RECORDS FOR THIS TASK:
======

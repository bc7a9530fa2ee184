//! CLI entry point for the railguard transit-safety service.
//!
//! Provides subcommands for running the HTTP service, querying normalized
//! arrivals for one agency, listing supported agencies, and driving the SOS
//! failsafe end to end.

use anyhow::Result;
use clap::{Parser, Subcommand};
use railguard::agencies::{AdapterRegistry, Agency, ArrivalsQuery};
use railguard::config::AppConfig;
use railguard::emergency::{
    GeoFix, HttpBackupLogger, NoLocation, SosButton, SosContext, StaticLocation,
};
use railguard::http::{serve, AppState};
use railguard::store::{Backend, MemoryBackend, RestBackend};
use std::ffi::OsStr;
use std::path::Path;
use std::sync::Arc;
use tracing::{info, warn};
use tracing_subscriber::{
    EnvFilter, Layer,
    fmt::{self, format::FmtSpan},
    layer::SubscriberExt,
    util::SubscriberInitExt,
};
use uuid::Uuid;

#[derive(Parser)]
#[command(name = "railguard")]
#[command(about = "Normalized rail arrivals and rider safety services", long_about = None)]
struct Cli {
    #[command(subcommand)]
    command: Commands,
}

#[derive(Subcommand)]
enum Commands {
    /// Run the HTTP service
    Serve {
        /// Bind address, overriding RAILGUARD_BIND
        #[arg(short, long)]
        bind: Option<String>,
    },
    /// Fetch normalized arrivals for one agency and station
    Arrivals {
        /// Agency id (cta, wmata, marta, mbta, mta, rtd, septa, lametro, sf511)
        agency: String,

        /// Station identifier in the agency's own scheme
        station: String,

        /// Comma-separated route filter
        #[arg(short, long)]
        routes: Option<String>,

        /// Maximum number of arrivals to print
        #[arg(short, long)]
        limit: Option<usize>,

        /// Emit the canonical JSON instead of a table
        #[arg(long, default_value_t = false)]
        json: bool,
    },
    /// List supported agencies and their credential status
    Agencies,
    /// Drive the SOS failsafe: press, hold through the window, activate
    Sos {
        /// City the report files under
        #[arg(long, default_value = "chicago")]
        city: String,

        /// Transit line the rider is on
        #[arg(long, default_value = "unknown")]
        line: String,

        /// Human-readable location name
        #[arg(long, default_value = "unknown")]
        location: String,

        /// Latitude to attach (with --lon) instead of a device fix
        #[arg(long)]
        lat: Option<f64>,

        /// Longitude to attach (with --lat)
        #[arg(long)]
        lon: Option<f64>,
    },
}

#[tokio::main]
async fn main() -> Result<()> {
    dotenvy::dotenv().ok(); // Load .env file

    // Logging setup: colored stderr + JSON rolling log file
    let log_file_path =
        std::env::var("LOG_FILE_PATH").unwrap_or_else(|_| "logs/railguard.log".to_string());
    let log_dir = Path::new(&log_file_path)
        .parent()
        .unwrap_or(Path::new("logs"));
    let log_file_name = Path::new(&log_file_path)
        .file_name()
        .unwrap_or(OsStr::new("railguard.log"));

    let file_appender = tracing_appender::rolling::daily(log_dir, log_file_name);
    let (non_blocking_file, _file_guard) = tracing_appender::non_blocking(file_appender);

    let stderr_layer = fmt::layer()
        .with_target(true)
        .with_span_events(FmtSpan::CLOSE)
        .with_ansi(true)
        .with_writer(std::io::stderr)
        .with_filter(EnvFilter::from_env("RUST_LOG").add_directive("info".parse().unwrap()));

    let json_layer = fmt::layer()
        .json()
        .with_current_span(true)
        .with_span_list(true)
        .with_writer(non_blocking_file)
        .with_filter(EnvFilter::from_env("RUST_LOG_JSON").add_directive("debug".parse().unwrap()));

    tracing_subscriber::registry()
        .with(stderr_layer)
        .with(json_layer)
        .init();

    let cli = Cli::parse();
    let config = AppConfig::from_env()?;

    match cli.command {
        Commands::Serve { bind } => {
            let registry = Arc::new(AdapterRegistry::from_config(&config)?);
            let backend = build_backend(&config)?;
            let bind = bind.unwrap_or_else(|| config.bind.clone());

            serve(&bind, AppState::new(registry, backend)).await?;
        }
        Commands::Arrivals {
            agency,
            station,
            routes,
            limit,
            json,
        } => {
            let Some(agency) = Agency::from_id(&agency) else {
                anyhow::bail!(
                    "'{agency}' is not a supported agency; try one of: {}",
                    Agency::ALL
                        .iter()
                        .map(|a| a.id())
                        .collect::<Vec<_>>()
                        .join(", ")
                );
            };
            let registry = AdapterRegistry::from_config(&config)?;

            let query = ArrivalsQuery {
                station,
                routes: routes
                    .as_deref()
                    .map(|r| r.split(',').map(|s| s.trim().to_string()).collect())
                    .unwrap_or_default(),
                limit,
            };
            let arrivals = registry.arrivals(agency, &query).await?;

            if json {
                println!("{}", serde_json::to_string_pretty(&arrivals)?);
            } else if arrivals.is_empty() {
                println!("No upcoming arrivals at {}", query.station);
            } else {
                for arrival in &arrivals {
                    let delay = if arrival.delay.is_empty() {
                        String::new()
                    } else {
                        format!(" ({})", arrival.delay)
                    };
                    println!(
                        "{:<10} {:<28} {:>10}{delay}",
                        arrival.line, arrival.destination, arrival.arrival_time
                    );
                }
            }
        }
        Commands::Agencies => {
            let registry = AdapterRegistry::from_config(&config)?;
            for agency in registry.agencies() {
                let ready = registry.get(agency).map(|a| a.ready()).unwrap_or(false);
                let status = if ready { "ready" } else { "no key" };
                println!("{:<8} {:<52} [{status}]", agency.id(), agency.display_name());
            }
        }
        Commands::Sos {
            city,
            line,
            location,
            lat,
            lon,
        } => {
            let backend = build_backend(&config)?;
            let provider: Arc<dyn railguard::emergency::LocationProvider> = match (lat, lon) {
                (Some(latitude), Some(longitude)) => Arc::new(StaticLocation(GeoFix {
                    latitude,
                    longitude,
                    accuracy: None,
                })),
                _ => Arc::new(NoLocation),
            };
            let backup = match &config.backup_url {
                Some(url) => Some(Arc::new(HttpBackupLogger::new(url)?)
                    as Arc<dyn railguard::emergency::BackupLogger>),
                None => None,
            };

            let ctx = SosContext {
                reporter_id: Uuid::new_v4(),
                city,
                transit_line: line,
                location_name: location,
            };

            let mut button = SosButton::new(backend, provider, backup);
            button.press();
            info!("SOS pressed, holding");
            let report = button.hold_through(&ctx).await?;
            println!("Emergency incident recorded: {}", report.id);
        }
    }

    Ok(())
}

/// Picks the REST backend when configured, the in-memory one otherwise.
fn build_backend(config: &AppConfig) -> Result<Arc<dyn Backend>> {
    match &config.backend {
        Some(backend_config) => {
            info!(base_url = %backend_config.base_url, "Using managed backend");
            Ok(Arc::new(RestBackend::new(backend_config)?))
        }
        None => {
            warn!("No backend configured; using in-memory store");
            Ok(Arc::new(MemoryBackend::new()))
        }
    }
}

======

ACTION ITEM:
All of the material above should be set down again, unaltered.

SOLUTION TO THIS TASK:
repository bc7a9530fa2ee184
//! CLI entry point for the railguard transit-safety service.
//!
//! Provides subcommands for running the HTTP service, querying normalized
//! arrivals for one agency, listing supported agencies, and driving the SOS
//! failsafe end to end.

use anyhow::Result;
use clap::{Parser, Subcommand};
use railguard::agencies::{AdapterRegistry, Agency, ArrivalsQuery};
use railguard::config::AppConfig;
use railguard::emergency::{
    GeoFix, HttpBackupLogger, NoLocation, SosButton, SosContext, StaticLocation,
};
use railguard::http::{serve, AppState};
use railguard::store::{Backend, MemoryBackend, RestBackend};
use std::ffi::OsStr;
use std::path::Path;
use std::sync::Arc;
use tracing::{info, warn};
use tracing_subscriber::{
    EnvFilter, Layer,
    fmt::{self, format::FmtSpan},
    layer::SubscriberExt,
    util::SubscriberInitExt,
};
use uuid::Uuid;

#[derive(Parser)]
#[command(name = "railguard")]
#[command(about = "Normalized rail arrivals and rider safety services", long_about = None)]
struct Cli {
    #[command(subcommand)]
    command: Commands,
}

#[derive(Subcommand)]
enum Commands {
    /// Run the HTTP service
    Serve {
        /// Bind address, overriding RAILGUARD_BIND
        #[arg(short, long)]
        bind: Option<String>,
    },
    /// Fetch normalized arrivals for one agency and station
    Arrivals {
        /// Agency id (cta, wmata, marta, mbta, mta, rtd, septa, lametro, sf511)
        agency: String,

        /// Station identifier in the agency's own scheme
        station: String,

        /// Comma-separated route filter
        #[arg(short, long)]
        routes: Option<String>,

        /// Maximum number of arrivals to print
        #[arg(short, long)]
        limit: Option<usize>,

        /// Emit the canonical JSON instead of a table
        #[arg(long, default_value_t = false)]
        json: bool,
    },
    /// List supported agencies and their credential status
    Agencies,
    /// Drive the SOS failsafe: press, hold through the window, activate
    Sos {
        /// City the report files under
        #[arg(long, default_value = "chicago")]
        city: String,

        /// Transit line the rider is on
        #[arg(long, default_value = "unknown")]
        line: String,

        /// Human-readable location name
        #[arg(long, default_value = "unknown")]
        location: String,

        /// Latitude to attach (with --lon) instead of a device fix
        #[arg(long)]
        lat: Option<f64>,

        /// Longitude to attach (with --lat)
        #[arg(long)]
        lon: Option<f64>,
    },
}

#[tokio::main]
async fn main() -> Result<()> {
    dotenvy::dotenv().ok(); // Load .env file

    // Logging setup: colored stderr + JSON rolling log file
    let log_file_path =
        std::env::var("LOG_FILE_PATH").unwrap_or_else(|_| "logs/railguard.log".to_string());
    let log_dir = Path::new(&log_file_path)
        .parent()
        .unwrap_or(Path::new("logs"));
    let log_file_name = Path::new(&log_file_path)
        .file_name()
        .unwrap_or(OsStr::new("railguard.log"));

    let file_appender = tracing_appender::rolling::daily(log_dir, log_file_name);
    let (non_blocking_file, _file_guard) = tracing_appender::non_blocking(file_appender);

    let stderr_layer = fmt::layer()
        .with_target(true)
        .with_span_events(FmtSpan::CLOSE)
        .with_ansi(true)
        .with_writer(std::io::stderr)
        .with_filter(EnvFilter::from_env("RUST_LOG").add_directive("info".parse().unwrap()));

    let json_layer = fmt::layer()
        .json()
        .with_current_span(true)
        .with_span_list(true)
        .with_writer(non_blocking_file)
        .with_filter(EnvFilter::from_env("RUST_LOG_JSON").add_directive("debug".parse().unwrap()));

    tracing_subscriber::registry()
        .with(stderr_layer)
        .with(json_layer)
        .init();

    let cli = Cli::parse();
    let config = AppConfig::from_env()?;

    match cli.command {
        Commands::Serve { bind } => {
            let registry = Arc::new(AdapterRegistry::from_config(&config)?);
            let backend = build_backend(&config)?;
            let bind = bind.unwrap_or_else(|| config.bind.clone());

            serve(&bind, AppState::new(registry, backend)).await?;
        }
        Commands::Arrivals {
            agency,
            station,
            routes,
            limit,
            json,
        } => {
            let Some(agency) = Agency::from_id(&agency) else {
                anyhow::bail!(
                    "'{agency}' is not a supported agency; try one of: {}",
                    Agency::ALL
                        .iter()
                        .map(|a| a.id())
                        .collect::<Vec<_>>()
                        .join(", ")
                );
            };
            let registry = AdapterRegistry::from_config(&config)?;

            let query = ArrivalsQuery {
                station,
                routes: routes
                    .as_deref()
                    .map(|r| r.split(',').map(|s| s.trim().to_string()).collect())
                    .unwrap_or_default(),
                limit,
            };
            let arrivals = registry.arrivals(agency, &query).await?;

            if json {
                println!("{}", serde_json::to_string_pretty(&arrivals)?);
            } else if arrivals.is_empty() {
                println!("No upcoming arrivals at {}", query.station);
            } else {
                for arrival in &arrivals {
                    let delay = if arrival.delay.is_empty() {
                        String::new()
                    } else {
                        format!(" ({})", arrival.delay)
                    };
                    println!(
                        "{:<10} {:<28} {:>10}{delay}",
                        arrival.line, arrival.destination, arrival.arrival_time
                    );
                }
            }
        }
        Commands::Agencies => {
            let registry = AdapterRegistry::from_config(&config)?;
            for agency in registry.agencies() {
                let ready = registry.get(agency).map(|a| a.ready()).unwrap_or(false);
                let status = if ready { "ready" } else { "no key" };
                println!("{:<8} {:<52} [{status}]", agency.id(), agency.display_name());
            }
        }
        Commands::Sos {
            city,
            line,
            location,
            lat,
            lon,
        } => {
            let backend = build_backend(&config)?;
            let provider: Arc<dyn railguard::emergency::LocationProvider> = match (lat, lon) {
                (Some(latitude), Some(longitude)) => Arc::new(StaticLocation(GeoFix {
                    latitude,
                    longitude,
                    accuracy: None,
                })),
                _ => Arc::new(NoLocation),
            };
            let backup = match &config.backup_url {
                Some(url) => Some(Arc::new(HttpBackupLogger::new(url)?)
                    as Arc<dyn railguard::emergency::BackupLogger>),
                None => None,
            };

            let ctx = SosContext {
                reporter_id: Uuid::new_v4(),
                city,
                transit_line: line,
                location_name: location,
            };

            let mut button = SosButton::new(backend, provider, backup);
            button.press();
            info!("SOS pressed, holding");
            let report = button.hold_through(&ctx).await?;
            println!("Emergency incident recorded: {}", report.id);
        }
    }

    Ok(())
}

/// Picks the REST backend when configured, the in-memory one otherwise.
fn build_backend(config: &AppConfig) -> Result<Arc<dyn Backend>> {
    match &config.backend {
        Some(backend_config) => {
            info!(base_url = %backend_config.base_url, "Using managed backend");
            Ok(Arc::new(RestBackend::new(backend_config)?))
        }
        None => {
            warn!("No backend configured; using in-memory store");
            Ok(Arc::new(MemoryBackend::new()))
        }
    }
}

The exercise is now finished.